Work instructions: Go through the entries below and pick out every line with "body".

-- Data section follows --

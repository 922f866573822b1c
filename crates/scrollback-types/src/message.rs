//! Message types for Scrollback.
//!
//! Three shapes a message passes through during one retrieval:
//! - [`MessageModel`]: the in-memory object held by the rendering surface's store
//! - [`RawMessageRecord`]: the untyped JSON object the surface serializes it into
//! - [`ChatMessage`]: the normalized domain message bound to the owning session

use std::fmt;
use std::str::FromStr;

use chrono::{DateTime, Utc};
use serde::{Deserialize, Serialize};
use uuid::Uuid;

use crate::chat::{ChatHandle, SessionInfo};
use crate::error::RecordError;

/// An in-memory message object as exposed by the rendering surface's store.
///
/// Only the authorship flag is read before serialization; the payload is
/// opaque to the retriever.
#[derive(Debug, Clone, Serialize, Deserialize)]
#[serde(rename_all = "camelCase")]
pub struct MessageModel {
    /// Store identifier of the model.
    pub key: String,
    /// Whether the session's own identity sent this message.
    pub from_me: bool,
    #[serde(default)]
    pub payload: serde_json::Value,
}

/// Untyped record produced by the surface's serialization step.
#[derive(Debug, Clone, PartialEq)]
pub struct RawMessageRecord {
    /// Store key of the model this record was serialized from.
    pub key: String,
    /// Authorship flag of the source model. The serialized fields may omit it.
    pub from_me: bool,
    pub fields: serde_json::Map<String, serde_json::Value>,
}

impl RawMessageRecord {
    pub fn new(
        key: impl Into<String>,
        from_me: bool,
        fields: serde_json::Map<String, serde_json::Value>,
    ) -> Self {
        Self {
            key: key.into(),
            from_me,
            fields,
        }
    }

    /// Record carrying the model's key and authorship flag.
    pub fn for_model(model: &MessageModel, fields: serde_json::Map<String, serde_json::Value>) -> Self {
        Self::new(model.key.clone(), model.from_me, fields)
    }
}

/// Type of a chat message as reported by the surface (`type` field).
#[derive(Debug, Clone, PartialEq, Eq, Default, Serialize, Deserialize)]
#[serde(from = "String", into = "String")]
pub enum MessageKind {
    #[default]
    Chat,
    Image,
    Video,
    Audio,
    Ptt,
    Document,
    Sticker,
    Location,
    VCard,
    Revoked,
    /// Any type this crate does not model explicitly.
    Other(String),
}

impl fmt::Display for MessageKind {
    fn fmt(&self, f: &mut fmt::Formatter<'_>) -> fmt::Result {
        match self {
            MessageKind::Chat => write!(f, "chat"),
            MessageKind::Image => write!(f, "image"),
            MessageKind::Video => write!(f, "video"),
            MessageKind::Audio => write!(f, "audio"),
            MessageKind::Ptt => write!(f, "ptt"),
            MessageKind::Document => write!(f, "document"),
            MessageKind::Sticker => write!(f, "sticker"),
            MessageKind::Location => write!(f, "location"),
            MessageKind::VCard => write!(f, "vcard"),
            MessageKind::Revoked => write!(f, "revoked"),
            MessageKind::Other(name) => f.write_str(name),
        }
    }
}

impl FromStr for MessageKind {
    type Err = std::convert::Infallible;

    fn from_str(s: &str) -> Result<Self, Self::Err> {
        Ok(match s.to_lowercase().as_str() {
            "chat" => MessageKind::Chat,
            "image" => MessageKind::Image,
            "video" => MessageKind::Video,
            "audio" => MessageKind::Audio,
            "ptt" => MessageKind::Ptt,
            "document" => MessageKind::Document,
            "sticker" => MessageKind::Sticker,
            "location" => MessageKind::Location,
            "vcard" => MessageKind::VCard,
            "revoked" => MessageKind::Revoked,
            _ => MessageKind::Other(s.to_string()),
        })
    }
}

impl From<String> for MessageKind {
    fn from(s: String) -> Self {
        match s.parse() {
            Ok(kind) => kind,
            Err(never) => match never {},
        }
    }
}

impl From<MessageKind> for String {
    fn from(kind: MessageKind) -> Self {
        kind.to_string()
    }
}

/// Delivery acknowledgement level of a message.
#[derive(Debug, Clone, Copy, PartialEq, Eq, Serialize, Deserialize)]
#[serde(rename_all = "snake_case")]
pub enum MessageAck {
    Error,
    Pending,
    Server,
    Device,
    Read,
    Played,
    Unknown,
}

impl MessageAck {
    /// Map the surface's numeric ack code (`-1..=4`).
    pub fn from_code(code: i64) -> Self {
        match code {
            -1 => MessageAck::Error,
            0 => MessageAck::Pending,
            1 => MessageAck::Server,
            2 => MessageAck::Device,
            3 => MessageAck::Read,
            4 => MessageAck::Played,
            _ => MessageAck::Unknown,
        }
    }
}

/// Identifier of a message as assigned by the messaging network.
#[derive(Debug, Clone, PartialEq, Eq, Hash, Serialize, Deserialize)]
pub struct MessageId {
    /// Fully serialized id (`{fromMe}_{remote}_{id}`).
    pub serialized: String,
    /// Chat the id was issued in.
    pub remote: String,
    pub from_me: bool,
}

/// A normalized chat message bound to the session it was retrieved from.
#[derive(Debug, Clone, PartialEq, Serialize, Deserialize)]
pub struct ChatMessage {
    pub id: MessageId,
    pub session_id: Uuid,
    pub chat: ChatHandle,
    pub kind: MessageKind,
    pub body: String,
    pub timestamp: DateTime<Utc>,
    pub from: String,
    pub to: String,
    /// Sender inside a group chat.
    #[serde(default, skip_serializing_if = "Option::is_none")]
    pub author: Option<String>,
    pub from_me: bool,
    pub ack: MessageAck,
    pub has_media: bool,
    pub has_quoted_msg: bool,
    pub is_forwarded: bool,
    pub forwarding_score: u32,
    pub is_starred: bool,
    #[serde(default, skip_serializing_if = "Vec::is_empty")]
    pub mentioned_ids: Vec<String>,
}

#[derive(Debug, Deserialize)]
struct WireMessageId {
    #[serde(rename = "_serialized")]
    serialized: String,
    #[serde(default)]
    remote: String,
}

/// Record layout as emitted by the surface's serializer.
#[derive(Debug, Deserialize)]
#[serde(rename_all = "camelCase")]
struct WireMessage {
    id: WireMessageId,
    t: i64,
    #[serde(rename = "type", default)]
    kind: Option<String>,
    #[serde(default)]
    body: Option<String>,
    #[serde(default)]
    from: Option<String>,
    #[serde(default)]
    to: Option<String>,
    #[serde(default)]
    author: Option<String>,
    #[serde(default)]
    ack: Option<i64>,
    #[serde(default)]
    has_media: bool,
    #[serde(default)]
    has_quoted_msg: bool,
    #[serde(default)]
    is_forwarded: bool,
    #[serde(default)]
    forwarding_score: u32,
    #[serde(default)]
    is_starred: bool,
    #[serde(default)]
    mentioned_ids: Vec<String>,
}

impl ChatMessage {
    /// Build a domain message from a serialized record.
    ///
    /// Only `id._serialized` and `t` are required. A record that lacks them
    /// or carries wrongly-typed fields yields `RecordError::Malformed`.
    /// Authorship comes from the record's store flag, never from the fields.
    pub fn from_record(
        session: &SessionInfo,
        chat: &ChatHandle,
        record: RawMessageRecord,
    ) -> Result<Self, RecordError> {
        let RawMessageRecord {
            key,
            from_me,
            fields,
        } = record;

        let wire: WireMessage = serde_json::from_value(serde_json::Value::Object(fields))
            .map_err(|e| RecordError::Malformed {
                key: key.clone(),
                reason: e.to_string(),
            })?;

        let timestamp = DateTime::from_timestamp(wire.t, 0).ok_or_else(|| RecordError::Malformed {
            key: key.clone(),
            reason: format!("timestamp {} out of range", wire.t),
        })?;

        let remote = if wire.id.remote.is_empty() {
            chat.to_string()
        } else {
            wire.id.remote
        };

        Ok(Self {
            id: MessageId {
                serialized: wire.id.serialized,
                remote,
                from_me,
            },
            session_id: session.id,
            chat: chat.clone(),
            kind: wire.kind.map(MessageKind::from).unwrap_or_default(),
            body: wire.body.unwrap_or_default(),
            timestamp,
            from: wire.from.unwrap_or_default(),
            to: wire.to.unwrap_or_default(),
            author: wire.author.filter(|a| !a.is_empty()),
            from_me,
            ack: wire.ack.map_or(MessageAck::Unknown, MessageAck::from_code),
            has_media: wire.has_media,
            has_quoted_msg: wire.has_quoted_msg,
            is_forwarded: wire.is_forwarded,
            forwarding_score: wire.forwarding_score,
            is_starred: wire.is_starred,
            mentioned_ids: wire.mentioned_ids,
        })
    }
}

// ---------------------------------------------------------------------------
// Tests
// ---------------------------------------------------------------------------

-- Data section concluded --

Solution below:
    pub body: String,
    body: Option<String>,
            body: wire.body.unwrap_or_default(),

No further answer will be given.